START PROVIDED INFORMATION

//! Per-blob simulation state.
//!
//! State is kept as parallel arrays, one entry per blob, laid out the way
//! the renderer consumes them:
//!
//! | Array | Components |
//! |-------|------------|
//! | `pos_rad` | x, y, radius |
//! | `color` | hue, saturation, value |
//! | `params` | corners, rotation, plumpness, warp |
//!
//! The remaining arrays (`velocity`, `hue_velocity`, `shape_velocity`)
//! never leave the simulation.

use glam::{Vec2, Vec3, Vec4};
use rand::Rng;

use crate::sampler::Sampler;

/// Angular rates driving the shape oscillator.
#[derive(Clone, Copy, Debug, Default, PartialEq)]
pub struct ShapeVelocity {
    pub rotation: f32,
    pub warp: f32,
    pub plumpness: f32,
}

/// The full blob population.
///
/// The number of blobs is fixed at construction; no method adds or
/// removes entries.
#[derive(Clone, Debug)]
pub struct ParticleState {
    pub(crate) pos_rad: Vec<Vec3>,
    pub(crate) color: Vec<Vec3>,
    pub(crate) params: Vec<Vec4>,
    pub(crate) velocity: Vec<Vec2>,
    pub(crate) hue_velocity: Vec<f32>,
    pub(crate) shape_velocity: Vec<ShapeVelocity>,
}

/// Everything about one blob, used to build a population by hand.
#[derive(Clone, Copy, Debug, Default, PartialEq)]
pub struct Blob {
    pub position: Vec2,
    pub radius: f32,
    pub velocity: Vec2,
    /// Hue, saturation, value.
    pub color: Vec3,
    pub hue_velocity: f32,
    pub corners: f32,
    pub shape_velocity: ShapeVelocity,
}

impl ParticleState {
    /// Sample `count` blobs for a viewport of the given aspect ratio.
    ///
    /// Blobs start at rest; shape phases are filled in by the first tick.
    pub fn spawn<R: Rng + ?Sized>(
        count: u32,
        sampler: &Sampler,
        rng: &mut R,
        aspect_ratio: f32,
    ) -> Self {
        let blobs = (0..count).map(|_| {
            let position = sampler.position(rng, aspect_ratio);
            let radius = sampler.radius(rng);
            let color = sampler.color(rng);
            let corners = sampler.corner_count(rng);
            let hue_velocity = sampler.hue_velocity(rng);
            let shape_velocity = sampler.shape_velocity(rng);
            Blob {
                position,
                radius,
                velocity: Vec2::ZERO,
                color,
                hue_velocity,
                corners,
                shape_velocity,
            }
        });
        Self::from_blobs(blobs)
    }

    /// Build a population from explicit blobs.
    pub fn from_blobs(blobs: impl IntoIterator<Item = Blob>) -> Self {
        let blobs = blobs.into_iter();
        let (lower, _) = blobs.size_hint();
        let mut state = Self {
            pos_rad: Vec::with_capacity(lower),
            color: Vec::with_capacity(lower),
            params: Vec::with_capacity(lower),
            velocity: Vec::with_capacity(lower),
            hue_velocity: Vec::with_capacity(lower),
            shape_velocity: Vec::with_capacity(lower),
        };
        for b in blobs {
            state.pos_rad.push(b.position.extend(b.radius));
            state.color.push(b.color);
            state.params.push(Vec4::new(b.corners, 0.0, 1.0, 0.0));
            state.velocity.push(b.velocity);
            state.hue_velocity.push(b.hue_velocity);
            state.shape_velocity.push(b.shape_velocity);
        }
        state
    }

    /// Number of blobs.
    #[inline]
    pub fn len(&self) -> usize {
        self.pos_rad.len()
    }

    #[inline]
    pub fn is_empty(&self) -> bool {
        self.pos_rad.is_empty()
    }

    pub fn pos_rad(&self) -> &[Vec3] {
        &self.pos_rad
    }

    pub fn color(&self) -> &[Vec3] {
        &self.color
    }

    pub fn params(&self) -> &[Vec4] {
        &self.params
    }

    pub fn velocity(&self) -> &[Vec2] {
        &self.velocity
    }

    pub fn hue_velocity(&self) -> &[f32] {
        &self.hue_velocity
    }

    pub fn shape_velocity(&self) -> &[ShapeVelocity] {
        &self.shape_velocity
    }

    /// Position of blob `i`.
    pub fn position(&self, i: usize) -> Vec2 {
        self.pos_rad[i].truncate()
    }

    /// Radius of blob `i`.
    pub fn radius(&self, i: usize) -> f32 {
        self.pos_rad[i].z
    }
}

END PROVIDED INFORMATION

## YOUR TASK
Look back at the entries above. Retype the line with "#[derive(Clone, Debug)]", the line with "population by hand.", and all lines in between.

## OUTPUT OF THE EXERCISE
#[derive(Clone, Debug)]
pub struct ParticleState {
    pub(crate) pos_rad: Vec<Vec3>,
    pub(crate) color: Vec<Vec3>,
    pub(crate) params: Vec<Vec4>,
    pub(crate) velocity: Vec<Vec2>,
    pub(crate) hue_velocity: Vec<f32>,
    pub(crate) shape_velocity: Vec<ShapeVelocity>,
}

/// Everything about one blob, used to build a population by hand.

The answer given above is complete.